My mother swept Chuck into her arms as he climbed out of her new Lexus. "You keep growing so much."

If she were around more, my mother wouldn't be so surprised each time she found her baby bigger than when she'd left him.

"Mommy," Chuck said, and I looked at them for the first time because Chuck only calls her "Mommy" when he wants something. "Next time, can Daddy come too?"

Ladies and gentlemen, my brother, Charles Walter Genero.

My mother's face dropped as though a maître d' had handed her a bill so big not even Gerald Kirkman could pay it.

I burst out laughing.

My mother's head snapped toward me.

She set Chuck down. "Go to class, honey," she said.

Chuck waved at me.

I didn't wave back.

Stupid. Idiot. Moron.

I saw the hurt look on Chuck's face before he turned and walked to where the teachers were greeting kids.

Wasn't his fault.

I should've waved. It was all he wanted. If I had any moment to do again, I'd—but I don't. Nobody does.

My mother drove us away from Funucation Kindergarten and Daycare in dead silence, so Michelle turned on the radio. Some song about how "you're all I got in this world, baby doll" ended and a DJ came on.

"Our number-one story this hour: Kirkman Soda has issued a sweeping recall of all flavors. Stores are removing Kirkman Soda from their shelves and authorities are advising consumers to return any Kirkman's products to their place of purchase."

My mother sat up straight. "My God."

Another DJ chimed in, "Have they given any reason for the recall?"

"None as of yet. Most suspect a contamination, although details of what contaminant consumers may have been exposed to remain sketchy at this—"

My mother turned the radio off. "Oh my God," she said again, and brought the car to a stop in front of Harrington High School. "I have to go the plant."

"I should call Daddy." Michelle took her phone from her jeans pocket.

"Get out and head to class," my mother said. "I've got to go."

We got out and her Lexus sped away, my mother waving without looking at us.

I didn't wave back. That one I don't regret.

 

23

 

 

 

HIGH SCHOOL IS SORT OF like life on an African plain. The hippos and crocodiles stay near the river, the giraffes and monkeys stay near the trees, and the antelope and zebras roam in herds.

As long as everybody stays in a group, nobody finds himself wandering alone, the shadow of a descending lion growing beneath him.

So it was that Monday morning in the main hallway of Harrington High School. The stoners roamed together, stinking of the pot they'd smoked in the car they arrived in, exploding out of it like baked clowns.

The skateboard kids had their section of the hall, talking about skateboarding because they weren't allowed to skate in the school parking lot.

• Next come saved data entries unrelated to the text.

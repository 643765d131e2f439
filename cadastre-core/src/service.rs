use cadastre_model::{Parcel, ScoreId, ScoreLookup};
use tracing::{info, warn};

use crate::application::unit_of_work::AppUnitOfWork;
use crate::error::Result;
use crate::scoring::ScoringQueue;

/// Creates parcels, schedules their scoring and answers score lookups.
#[derive(Debug, Clone)]
pub struct CalculationService {
    unit_of_work: AppUnitOfWork,
    queue: ScoringQueue,
}

impl CalculationService {
    pub fn new(unit_of_work: AppUnitOfWork, queue: ScoringQueue) -> Self {
        Self {
            unit_of_work,
            queue,
        }
    }

    /// Persist the parcel with a pending result and schedule scoring.
    ///
    /// Returns as soon as the rows are committed and never waits on the
    /// scoring backlog. If the queue is full or already shut down the id is
    /// still returned and the result stays pending.
    pub async fn submit(&self, parcel: Parcel) -> Result<ScoreId> {
        let id = self.unit_of_work.territories.create(&parcel).await?;
        info!(
            cadastral_number = %parcel.cadastral_number,
            score_id = id.get(),
            "Territory created; scheduling calculation"
        );

        if let Err(err) = self.queue.enqueue(parcel) {
            warn!(score_id = id.get(), "Calculation not scheduled: {err}");
        }

        Ok(id)
    }

    pub async fn result(&self, id: ScoreId) -> Result<ScoreLookup> {
        self.unit_of_work.results.get_score(id).await
    }

    pub async fn check_storage(&self) -> Result<()> {
        self.unit_of_work.health.ping().await
    }
}
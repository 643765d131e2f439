//! # Cadastre Server
//!
//! Registers land parcels and scores them in the background.
//!
//! ## Commands
//!
//! - `cadastre-server` / `cadastre-server serve`: connect, migrate and serve
//! - `cadastre-server db migrate`: apply migrations and exit
//! - `cadastre-server db preflight`: connectivity and privilege check

use std::{net::SocketAddr, path::PathBuf, sync::Arc};

use anyhow::{Context, anyhow};
use cadastre_core::{
    application::AppUnitOfWork, database::PostgresDatabase,
    scoring::RandomScorer,
};
use cadastre_server::{
    infra::{
        config::{Config, ConfigLoad, ConfigLoader},
        startup::Services,
    },
    routes::create_router,
};
use clap::{Args as ClapArgs, Parser, Subcommand};
use tracing::{error, info, warn};
use tracing_subscriber::{layer::SubscriberExt, util::SubscriberInitExt};

/// CLI entry point
#[derive(Parser, Debug)]
#[command(name = "cadastre-server")]
#[command(about = "Cadastral parcel scoring service")]
struct Cli {
    #[command(subcommand)]
    command: Option<Command>,

    #[command(flatten)]
    serve: ServeArgs,
}

#[derive(ClapArgs, Debug, Clone)]
struct ServeArgs {
    /// Server port (overrides config)
    #[arg(short, long, env = "SERVER_PORT")]
    port: Option<u16>,

    /// Server host (overrides config)
    #[arg(long, env = "SERVER_HOST")]
    host: Option<String>,

    /// Path to a cadastre.toml configuration file
    #[arg(long)]
    config: Option<PathBuf>,

    /// Env file to load instead of `.env`, e.g. `.prod.env`
    #[arg(long)]
    env_file: Option<PathBuf>,

    /// Do not apply migrations on startup
    #[arg(long, default_value_t = false)]
    skip_migrations: bool,
}

#[derive(Debug, Subcommand)]
enum Command {
    /// Run the HTTP server (default)
    Serve,
    #[command(subcommand)]
    Db(DbCommand),
}

#[derive(Debug, Subcommand)]
enum DbCommand {
    /// Check connectivity and CREATE privilege on `public`, then exit
    Preflight,
    /// Apply database migrations and exit (runs preflight first)
    Migrate,
}

#[tokio::main]
async fn main() -> anyhow::Result<()> {
    let cli = Cli::parse();

    match cli.command {
        Some(Command::Db(DbCommand::Preflight)) => {
            run_db_preflight(&cli.serve).await
        }
        Some(Command::Db(DbCommand::Migrate)) => {
            run_db_migrate(&cli.serve).await
        }
        Some(Command::Serve) | None => run_server(cli.serve).await,
    }
}

async fn run_db_preflight(args: &ServeArgs) -> anyhow::Result<()> {
    let config = load_runtime_config(args)?;
    let pg = connect(&config)
        .await
        .context("failed to connect to PostgreSQL for preflight")?;
    pg.preflight().await.context("database preflight failed")?;
    info!("Database preflight passed");
    pg.close().await;
    Ok(())
}

async fn run_db_migrate(args: &ServeArgs) -> anyhow::Result<()> {
    let config = load_runtime_config(args)?;
    let pg = connect(&config)
        .await
        .context("failed to connect to PostgreSQL for migration")?;
    pg.initialize_schema()
        .await
        .context("database migration failed")?;
    info!("Database migrations applied successfully");
    pg.close().await;
    Ok(())
}

fn load_runtime_config(args: &ServeArgs) -> anyhow::Result<Config> {
    let mut loader = ConfigLoader::new();
    if let Some(path) = &args.config {
        loader = loader.with_config_path(path);
    }
    if let Some(path) = &args.env_file {
        loader = loader.with_env_file(path);
    }

    let ConfigLoad {
        mut config,
        warnings,
    } = loader.load().context("failed to load configuration")?;

    if let Some(port) = args.port {
        config.server.port = port;
    }
    if let Some(host) = args.host.clone() {
        config.server.host = host;
    }

    tracing_subscriber::registry()
        .with(
            tracing_subscriber::EnvFilter::try_from_default_env()
                .unwrap_or_else(|_| "info,tower_http=warn".into()),
        )
        .with(tracing_subscriber::fmt::layer())
        .init();

    if config.metadata.env_file_loaded {
        info!("loaded env file");
    }
    if let Some(path) = &config.metadata.config_path {
        info!(path = %path.display(), "configuration file loaded");
    }

    for warning in &warnings.items {
        match &warning.hint {
            Some(hint) => {
                warn!(message = %warning.message, hint = %hint, "configuration warning")
            }
            None => {
                warn!(message = %warning.message, "configuration warning")
            }
        }
    }

    info!(
        scoring.min_delay_secs = config.scoring.min_delay_secs,
        scoring.max_delay_secs = config.scoring.max_delay_secs,
        scoring.max_concurrent_jobs = config.scoring.max_concurrent_jobs,
        scoring.queue_capacity = config.scoring.queue_capacity,
        "scoring configuration in effect"
    );

    Ok(config)
}

async fn connect(config: &Config) -> anyhow::Result<PostgresDatabase> {
    let Some(url) = config.database.url.as_deref() else {
        error!(
            "DATABASE_URL, or POSTGRES_HOST, POSTGRES_DB_NAME and POSTGRES_USER, must be provided"
        );
        return Err(anyhow!("No PostgreSQL connection configuration found"));
    };

    if !(url.starts_with("postgres://") || url.starts_with("postgresql://")) {
        return Err(anyhow!(
            "Invalid database URL: must start with postgres:// or postgresql://"
        ));
    }

    info!(
        url = config.database.redacted_url().as_deref().unwrap_or_default(),
        "Connecting to PostgreSQL"
    );
    let pg = PostgresDatabase::new(url, &config.database.pool_settings())
        .await
        .map_err(|err| anyhow!("Database connection failed: {err}"))?;
    info!("Successfully connected to PostgreSQL");
    Ok(pg)
}

async fn run_server(args: ServeArgs) -> anyhow::Result<()> {
    let config = load_runtime_config(&args)?;
    let addr: SocketAddr = config
        .resolve_bind_address()
        .await
        .with_context(|| format!("invalid bind address {}", config.bind_address()))?;

    let postgres = Arc::new(connect(&config).await?);
    if args.skip_migrations {
        warn!("Skipping migrations; schema must already be up to date");
    } else {
        postgres
            .initialize_schema()
            .await
            .context("database migration failed")?;
    }

    let unit_of_work = AppUnitOfWork::from_postgres(postgres.clone())
        .map_err(|err| anyhow!("failed to build unit of work: {err}"))?;
    let scorer = Arc::new(
        RandomScorer::from_config(&config.scoring)
            .context("invalid scoring configuration")?,
    );

    let services = Services::start(config, unit_of_work, scorer);
    let router = create_router(services.state.clone());

    info!("Starting cadastre server on {addr}");
    let listener = tokio::net::TcpListener::bind(addr)
        .await
        .with_context(|| format!("failed to bind {addr}"))?;
    let make_service =
        router.into_make_service_with_connect_info::<SocketAddr>();
    let served = axum::serve(listener, make_service)
        .with_graceful_shutdown(shutdown_signal())
        .await;

    services.shutdown().await;
    postgres.close().await;
    info!("Server stopped");

    served.context("server error")
}

async fn shutdown_signal() {
    let ctrl_c = async {
        if let Err(err) = tokio::signal::ctrl_c().await {
            error!("failed to install Ctrl-C handler: {err}");
            std::future::pending::<()>().await;
        }
    };

    #[cfg(unix)]
    let terminate = async {
        match tokio::signal::unix::signal(
            tokio::signal::unix::SignalKind::terminate(),
        ) {
            Ok(mut signal) => {
                signal.recv().await;
            }
            Err(err) => {
                error!("failed to install SIGTERM handler: {err}");
                std::future::pending::<()>().await;
            }
        }
    };

    #[cfg(not(unix))]
    let terminate = std::future::pending::<()>();

    tokio::select! {
        _ = ctrl_c => {},
        _ = terminate => {},
    }

    info!("Shutdown signal received");
}
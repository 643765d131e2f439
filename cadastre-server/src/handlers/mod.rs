//! HTTP request handlers

pub mod calc;
pub mod health;

pub use calc::{create_calculation, get_result};
pub use health::{health_handler, not_found_handler};
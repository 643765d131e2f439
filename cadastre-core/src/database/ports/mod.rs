//! Repository traits consumed by application services.
//!
//! Each port has a Postgres implementation under
//! `database::infrastructure::postgres` and an in-memory one used by tests and
//! local runs without a database.

pub mod health;
pub mod results;
pub mod territory;
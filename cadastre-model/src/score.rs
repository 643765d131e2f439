use std::fmt;

#[cfg(feature = "serde")]
use serde::{Deserialize, Serialize};

/// Marker returned in place of a score while the calculation is pending.
pub const PENDING_MESSAGE: &str = "Calculation has not been performed yet";

/// Number of fractional digits kept on a computed score.
pub const SCORE_PRECISION: i32 = 6;

/// Surrogate id of a `result` row; the handle handed back to clients.
#[derive(Debug, Clone, Copy, PartialEq, Eq, Hash, PartialOrd, Ord)]
#[cfg_attr(feature = "serde", derive(Serialize, Deserialize))]
#[cfg_attr(feature = "serde", serde(transparent))]
pub struct ScoreId(pub i32);

impl ScoreId {
    pub fn get(self) -> i32 {
        self.0
    }
}

impl fmt::Display for ScoreId {
    fn fmt(&self, f: &mut fmt::Formatter<'_>) -> fmt::Result {
        write!(f, "{}", self.0)
    }
}

impl From<i32> for ScoreId {
    fn from(value: i32) -> Self {
        Self(value)
    }
}

/// Outcome of looking a score up by id.
#[derive(Debug, Clone, Copy, PartialEq)]
pub enum ScoreLookup {
    Computed(f64),
    Pending,
    NotFound,
}

impl ScoreLookup {
    /// Build a lookup from a fetched row: the outer option is row presence,
    /// the inner one is the nullable `score` column.
    pub fn from_row(row: Option<Option<f64>>) -> Self {
        match row {
            Some(Some(score)) => ScoreLookup::Computed(score),
            Some(None) => ScoreLookup::Pending,
            None => ScoreLookup::NotFound,
        }
    }

    pub fn is_pending(&self) -> bool {
        matches!(self, ScoreLookup::Pending)
    }

    /// `None` for [`ScoreLookup::NotFound`].
    pub fn into_score_response(self) -> Option<ScoreResponse> {
        match self {
            ScoreLookup::Computed(score) => Some(ScoreResponse {
                score: ScoreValue::Computed(score),
            }),
            ScoreLookup::Pending => Some(ScoreResponse {
                score: ScoreValue::Pending(PENDING_MESSAGE.to_string()),
            }),
            ScoreLookup::NotFound => None,
        }
    }
}

/// Body of `GET /result/`: `{"score": 12.5}` or `{"score": "<pending>"}`.
#[derive(Debug, Clone, PartialEq)]
#[cfg_attr(feature = "serde", derive(Serialize, Deserialize))]
pub struct ScoreResponse {
    pub score: ScoreValue,
}

#[derive(Debug, Clone, PartialEq)]
#[cfg_attr(feature = "serde", derive(Serialize, Deserialize))]
#[cfg_attr(feature = "serde", serde(untagged))]
pub enum ScoreValue {
    Computed(f64),
    Pending(String),
}

impl ScoreValue {
    pub fn as_f64(&self) -> Option<f64> {
        match self {
            ScoreValue::Computed(score) => Some(*score),
            ScoreValue::Pending(_) => None,
        }
    }
}

/// Round a raw score to [`SCORE_PRECISION`] fractional digits.
pub fn round_score(value: f64) -> f64 {
    let factor = 10f64.powi(SCORE_PRECISION);
    (value * factor).round() / factor
}

#[cfg(test)]
mod tests {
    use super::*;

    #[test]
    fn lookup_distinguishes_all_row_states() {
        assert_eq!(
            ScoreLookup::from_row(Some(Some(55.532757))),
            ScoreLookup::Computed(55.532757)
        );
        assert_eq!(ScoreLookup::from_row(Some(None)), ScoreLookup::Pending);
        assert_eq!(ScoreLookup::from_row(None), ScoreLookup::NotFound);
    }

    #[test]
    fn not_found_has_no_response_body() {
        assert!(ScoreLookup::NotFound.into_score_response().is_none());
    }

    #[test]
    fn rounding_keeps_six_fractional_digits() {
        assert_eq!(round_score(12.345_678_9), 12.345_679);
        assert_eq!(round_score(-99.999_999_4), -99.999_999);
        assert_eq!(round_score(100.0), 100.0);
    }

    #[cfg(feature = "serde")]
    #[test]
    fn response_serializes_number_or_marker() {
        let computed = ScoreLookup::Computed(55.532757).into_score_response().unwrap();
        assert_eq!(
            serde_json::to_string(&computed).unwrap(),
            r#"{"score":55.532757}"#
        );

        let pending = ScoreLookup::Pending.into_score_response().unwrap();
        let json = serde_json::to_value(&pending).unwrap();
        assert_eq!(json["score"], PENDING_MESSAGE);

        let parsed: ScoreResponse =
            serde_json::from_str(r#"{"score":-4.5}"#).unwrap();
        assert_eq!(parsed.score.as_f64(), Some(-4.5));
    }
}
use async_trait::async_trait;
use cadastre_model::{CadastralNumber, ScoreId, ScoreLookup};

use crate::error::Result;

/// Stored `result` row. `score` is `None` while the calculation is pending.
#[derive(Debug, Clone, PartialEq)]
pub struct ScoreRecord {
    pub id: ScoreId,
    pub cadastral_number: CadastralNumber,
    pub score: Option<f64>,
}

#[async_trait]
pub trait ResultRepository: Send + Sync {
    /// Overwrite the score of the row owned by `cadastral_number`.
    /// Returns the number of rows touched (0 when the parcel is gone).
    async fn update_score(
        &self,
        cadastral_number: &CadastralNumber,
        score: f64,
    ) -> Result<u64>;

    async fn get_score(&self, id: ScoreId) -> Result<ScoreLookup>;

    async fn find_by_cadastral_number(
        &self,
        cadastral_number: &CadastralNumber,
    ) -> Result<Option<ScoreRecord>>;
}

Many of the skateboard kids overlapped with the stoners.

Goths grouped together, probably discussing the work of Edgar Allen Poe or who had the cheapest deals on eyeliner or whatever it was they talked about.

In the cafeteria, a whole group of geeks gathered around one phone watching a movie trailer.

At a table beside them, a group of nerds flocked around a tablet watching a press conference about some new technological gizmo to replace the last technological gizmo they'd bought.

In every group at least one kid was drinking Chrome Lightning.

There was a 12-foot banner for it on the far wall depicting a cool guy with a sexy chick reaching for the bottle of Chrome Lightning he was holding behind his back. Both of them had looks on their faces like they were totally going to rip each other's clothes off immediately after they drank the soda.

In less than four hours, there would be only two groups. No jocks, no preps, no nerds, no geeks, no dweebs, no Goths, no stoners, no skateboard kids.

Only the dead and the soon-to-be-dead.

Michelle went off with the preps, of course. When your father owns the biggest business in town, you have to hang with the preps because no one else will have you.

I went off with my friends, but before I had a chance to talk with any of them—the last chance I was ever going to have—the warning bell rang and the groups dispersed to class.

Shortly after we stood and in unison pledged our allegiance to the flag and the republic for which it stands, Principal Stender came on over the intercom:

"Attention students: We are effecting an immediate ban on all soda products. Soda of any kind is no longer allowed in classrooms, the hallways, or even the cafeteria.